Other important decarbonization opportunities remain largely underexploited. In land usage – the second biggest source of greenhouse gas emissions – progress has been slow. I’ve written in my newsletter about how breakthroughs in plant-based meats and new sustainable agricultural practices provide reasons for cautious optimism. But we really need to accelerate action here.
When it comes to buildings – your area of focus – progress is not where it should be. Commercial buildings contribute something like 10% of emissions today. We can and should be doing more to address this right away. Which takes me right to the work that all of you do.
GridPoint
I first learned about GridPoint when I met your Chairman Peter Corsell socially, back when I was CEO at The Nature Conservancy. Peter described your company with a lot of pride. My immediate reaction was: wow, this is a great climate solutions enterprise. And I was exactly right. You help clients find new ways to use less energy. You help them to reduce both their greenhouse gas emissions and their expenses. The proverbial “win-win.”
Now I know your work isn’t easy. But at the end of the day, for most of your clients, energy management is not their core expertise, nor their top priority. And as we move forward and use more renewable energy, new tools, technologies, software and technical know-how, energy management becomes more complicated. That's where you all come in – you bring the necessary specialization, focus, skill sets, and cutting edge know-how to get stuff done.
Business is never easy. I presume it can be hard to find new clients and to convince them to make the necessary upfront investments, even though they will earn high returns on such investments.
Further, today you also face economic headwinds and even political pushback in some circles. It’s not easy to stand on the street day after day, waving the red flag and trying to catch drivers’ attention, noble though your purpose may be.
And let me add an important – and probably obvious – caveat. But it's a point that seems often to be missed by naive champions of corporate decarbonization. Most efforts by companies to lower emissions as they proceed toward net zero will raise costs, not lower them. Decarbonization is expensive. Think of a steel or cement company. They don't have easy win-win opportunities that lower costs as they reduce emissions. And over time that will be increasingly the case for GridPoint clients too. Still, the same principals will apply. Your role will be to guide your clients toward the lowest cost, most efficient, and smartest way to do so.

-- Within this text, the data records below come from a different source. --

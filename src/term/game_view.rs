//! GameView: maps a `GameInfo` snapshot plus render status code into a
//! framebuffer. Pure (no I/O), so it can be unit-tested.

use crossterm::style::Color;

use crate::core::snapshot::GameInfo;
use crate::term::fb::{FrameBuffer, Glyph};

const BLOCK_CH: char = '█';

/// Terminal viewport dimensions.
#[derive(Debug, Clone, Copy, PartialEq, Eq)]
pub struct Viewport {
    pub width: u16,
    pub height: u16,
}

impl Viewport {
    pub fn new(width: u16, height: u16) -> Self {
        Self { width, height }
    }
}

/// Draws the playfield, side panel and status banners.
pub struct GameView {
    /// Field cell width in terminal columns (2 compensates glyph aspect).
    cell_w: u16,
}

impl Default for GameView {
    fn default() -> Self {
        Self { cell_w: 2 }
    }
}

impl GameView {
    pub fn new(cell_w: u16) -> Self {
        Self { cell_w }
    }

    pub fn render(&self, info: &GameInfo, code: u8, viewport: Viewport) -> FrameBuffer {
        let mut fb = FrameBuffer::new(viewport.width, viewport.height);

        let rows = info.rows();
        let cols = info.cols();
        if rows < 2 || cols < 2 {
            return fb;
        }

        // Playable area: bottom wall row and side wall columns are drawn as
        // the border frame instead.
        let play_rows = (rows - 1) as u16;
        let play_cols = (cols - 2) as u16;
        let frame_w = play_cols * self.cell_w + 2;
        let frame_h = play_rows + 2;

        let start_x = viewport.width.saturating_sub(frame_w + 14) / 2;
        let start_y = viewport.height.saturating_sub(frame_h) / 2;

        self.draw_border(&mut fb, start_x, start_y, frame_w, frame_h);

        for r in 0..play_rows {
            for c in 0..play_cols {
                let cell = info.field[r as usize][(c + 1) as usize];
                let glyph = match cell.color() {
                    Some(color) => Glyph::bold(BLOCK_CH, color_for(color)),
                    None => Glyph::plain(' '),
                };
                for dx in 0..self.cell_w {
                    fb.put(start_x + 1 + c * self.cell_w + dx, start_y + 1 + r, glyph);
                }
            }
        }

        self.draw_side_panel(&mut fb, info, start_x + frame_w + 2, start_y);
        self.draw_banners(&mut fb, code, info.pause, start_x, start_y, frame_w, frame_h);

        fb
    }

    fn draw_border(&self, fb: &mut FrameBuffer, x: u16, y: u16, w: u16, h: u16) {
        let style = Color::Grey;
        fb.put(x, y, Glyph::colored('┌', style));
        fb.put(x + w - 1, y, Glyph::colored('┐', style));
        fb.put(x, y + h - 1, Glyph::colored('└', style));
        fb.put(x + w - 1, y + h - 1, Glyph::colored('┘', style));
        for dx in 1..w - 1 {
            fb.put(x + dx, y, Glyph::colored('─', style));
            fb.put(x + dx, y + h - 1, Glyph::colored('─', style));
        }
        for dy in 1..h - 1 {
            fb.put(x, y + dy, Glyph::colored('│', style));
            fb.put(x + w - 1, y + dy, Glyph::colored('│', style));
        }
    }

    fn draw_side_panel(&self, fb: &mut FrameBuffer, info: &GameInfo, x: u16, y: u16) {
        let label = Color::White;
        let value = Color::Grey;

        let mut row = y;
        for (name, val) in [
            ("HIGH", info.high_score),
            ("SCORE", info.score),
            ("LEVEL", info.level),
            ("SPEED", info.speed),
        ] {
            fb.put_str(x, row, name, label, true);
            fb.put_str(x, row + 1, &val.to_string(), value, false);
            row += 3;
        }

        if let Some(next) = &info.next {
            fb.put_str(x, row, "NEXT", label, true);
            let color = color_for(next.color);
            for (r, bits) in next.rows.iter().enumerate() {
                for (c, &set) in bits.iter().enumerate() {
                    if set {
                        let px = x + (c as u16) * self.cell_w;
                        for dx in 0..self.cell_w {
                            fb.put(px + dx, row + 1 + r as u16, Glyph::bold(BLOCK_CH, color));
                        }
                    }
                }
            }
            row += 4;
        }

        if info.pause {
            fb.put_str(x, row, "PAUSED", Color::Yellow, true);
        }
    }

    fn draw_banners(
        &self,
        fb: &mut FrameBuffer,
        code: u8,
        pause: bool,
        x: u16,
        y: u16,
        frame_w: u16,
        frame_h: u16,
    ) {
        let mid_y = y + frame_h / 2;
        let center = |fb: &mut FrameBuffer, text: &str, row: u16, fg: Color| {
            let tx = x + frame_w.saturating_sub(text.chars().count() as u16) / 2;
            fb.put_str(tx, row, text, fg, true);
        };

        match code {
            1 => center(fb, "PRESS ENTER", mid_y, Color::White),
            2 => {
                center(fb, "GAME OVER", mid_y.saturating_sub(1), Color::Red);
                center(fb, "PRESS ENTER", mid_y + 1, Color::White);
            }
            3 => center(fb, "YOU WIN", mid_y, Color::Green),
            _ => {
                if pause {
                    center(fb, "PAUSED", mid_y, Color::Yellow);
                }
            }
        }
    }
}

fn color_for(index: u8) -> Color {
    match index {
        0 => Color::Red,
        1 => Color::Yellow,
        2 => Color::Green,
        3 => Color::Blue,
        4 => Color::Magenta,
        5 => Color::Cyan,
        6 => Color::White,
        _ => Color::Grey,
    }
}

#[cfg(test)]
mod tests {
    use super::*;
    use crate::core::field::FieldGrid;
    use crate::core::snapshot::stamp_dimensions;
    use crate::types::Cell;

    fn snapshot() -> GameInfo {
        let mut field = FieldGrid::new(21, 12);
        field.set(7, 5, Cell::block(6));
        let mut info = GameInfo::default();
        field.write_into(&mut info.field);
        stamp_dimensions(&mut info.field);
        info.speed = 576;
        info
    }

    fn row_text(fb: &FrameBuffer, y: u16) -> String {
        (0..fb.width())
            .map(|x| fb.get(x, y).unwrap().ch)
            .collect()
    }

    fn screen_text(fb: &FrameBuffer) -> String {
        (0..fb.height())
            .map(|y| row_text(fb, y))
            .collect::<Vec<_>>()
            .join("\n")
    }

    #[test]
    fn occupied_cells_render_as_blocks() {
        let fb = GameView::default().render(&snapshot(), 0, Viewport::new(80, 30));
        assert!(screen_text(&fb).contains(BLOCK_CH));
    }

    #[test]
    fn launch_banner_is_drawn_for_code_one() {
        let fb = GameView::default().render(&snapshot(), 1, Viewport::new(80, 30));
        assert!(screen_text(&fb).contains("PRESS ENTER"));
    }

    #[test]
    fn game_over_banner_includes_restart_hint() {
        let fb = GameView::default().render(&snapshot(), 2, Viewport::new(80, 30));
        let text = screen_text(&fb);
        assert!(text.contains("GAME OVER"));
        assert!(text.contains("PRESS ENTER"));
    }

    #[test]
    fn win_banner_for_code_three() {
        let fb = GameView::default().render(&snapshot(), 3, Viewport::new(80, 30));
        assert!(screen_text(&fb).contains("YOU WIN"));
    }

    #[test]
    fn side_panel_shows_session_values() {
        let mut info = snapshot();
        info.score = 42;
        info.high_score = 196;
        let fb = GameView::default().render(&info, 0, Viewport::new(80, 30));
        let text = screen_text(&fb);
        assert!(text.contains("SCORE"));
        assert!(text.contains("42"));
        assert!(text.contains("196"));
        assert!(text.contains("576"));
    }

    #[test]
    fn tiny_viewport_does_not_panic() {
        let fb = GameView::default().render(&snapshot(), 0, Viewport::new(5, 3));
        assert_eq!(fb.width(), 5);
    }
}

The good news is that your market is more receptive than ever before. CEOs know that stakeholders want more from their companies, so they are stepping up their environmental commitments, even making net-zero pledges. Employees, customers, shareholders and environmental activists are all also working hard to push business to do more. As noted earlier, we’re all in this together. Lots of folks deserve credit for pushing business to do more. We need to keep it up and at the same time also keep pushing for the public policy that will support these efforts.
Technology will also increasingly be on your side too. The costs of renewable energy and storage will keep falling, new tools that allow intermittent renewable energy to be used optimally will keep improving, and so on.
That’s why it’s not surprising to me you had a great growth year in 2022. And looking ahead, there will only be even greater opportunity as new technologies arrive. The opportunity for clients will be that much greater. We’ll need companies like yours to support the buildout of the “electrify everything” strategy.
It's easy for people to get discouraged about the climate crisis. But if you can show individuals that they actually can make a positive difference – without too much hardship – it develops enthusiasm and confidence about supporting the movement to address the climate challenge. And this is where companies like GridPoint make the biggest difference. Thank you for leading the charge.